[Opening The records section]
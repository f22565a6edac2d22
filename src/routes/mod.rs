//! HTTP route handlers.
//!
//! Every route is wrapped by the request ID middleware so all logs emitted
//! while serving a request carry the same `request_id`.

pub mod health;
pub mod members;

use axum::{
    middleware,
    routing::{get, post},
    Router,
};
use http::header::{HeaderValue, CACHE_CONTROL};
use tower_http::set_header::SetResponseHeaderLayer;

use crate::config::CACHE_CONTROL_NO_STORE;
use crate::middleware::request_id_layer;

/// Creates the Axum router with all routes and response headers.
pub fn create_router() -> Router {
    // Member lookups - never cached, results are per member
    let member_routes = Router::new()
        .route("/members", post(members::lookup))
        .layer(SetResponseHeaderLayer::if_not_present(
            CACHE_CONTROL,
            HeaderValue::from_static(CACHE_CONTROL_NO_STORE),
        ));

    // Health check - always fresh for liveness probes
    let health_routes = Router::new()
        .route("/health", get(health::health))
        .layer(SetResponseHeaderLayer::if_not_present(
            CACHE_CONTROL,
            HeaderValue::from_static(CACHE_CONTROL_NO_STORE),
        ));

    Router::new()
        .merge(member_routes)
        .merge(health_routes)
        // Request ID middleware - creates root span with request_id for correlation
        .layer(middleware::from_fn(request_id_layer))
}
[Closing The records section]
What you need to do:
None of the lines above may be skipped. Transcribe each one exactly.

Answer section:
repository f22565a6edac2d22
filename src/routes/mod.rs
//! HTTP route handlers.
//!
//! Every route is wrapped by the request ID middleware so all logs emitted
//! while serving a request carry the same `request_id`.

pub mod health;
pub mod members;

use axum::{
    middleware,
    routing::{get, post},
    Router,
};
use http::header::{HeaderValue, CACHE_CONTROL};
use tower_http::set_header::SetResponseHeaderLayer;

use crate::config::CACHE_CONTROL_NO_STORE;
use crate::middleware::request_id_layer;

/// Creates the Axum router with all routes and response headers.
pub fn create_router() -> Router {
    // Member lookups - never cached, results are per member
    let member_routes = Router::new()
        .route("/members", post(members::lookup))
        .layer(SetResponseHeaderLayer::if_not_present(
            CACHE_CONTROL,
            HeaderValue::from_static(CACHE_CONTROL_NO_STORE),
        ));

    // Health check - always fresh for liveness probes
    let health_routes = Router::new()
        .route("/health", get(health::health))
        .layer(SetResponseHeaderLayer::if_not_present(
            CACHE_CONTROL,
            HeaderValue::from_static(CACHE_CONTROL_NO_STORE),
        ));

    Router::new()
        .merge(member_routes)
        .merge(health_routes)
        // Request ID middleware - creates root span with request_id for correlation
        .layer(middleware::from_fn(request_id_layer))
}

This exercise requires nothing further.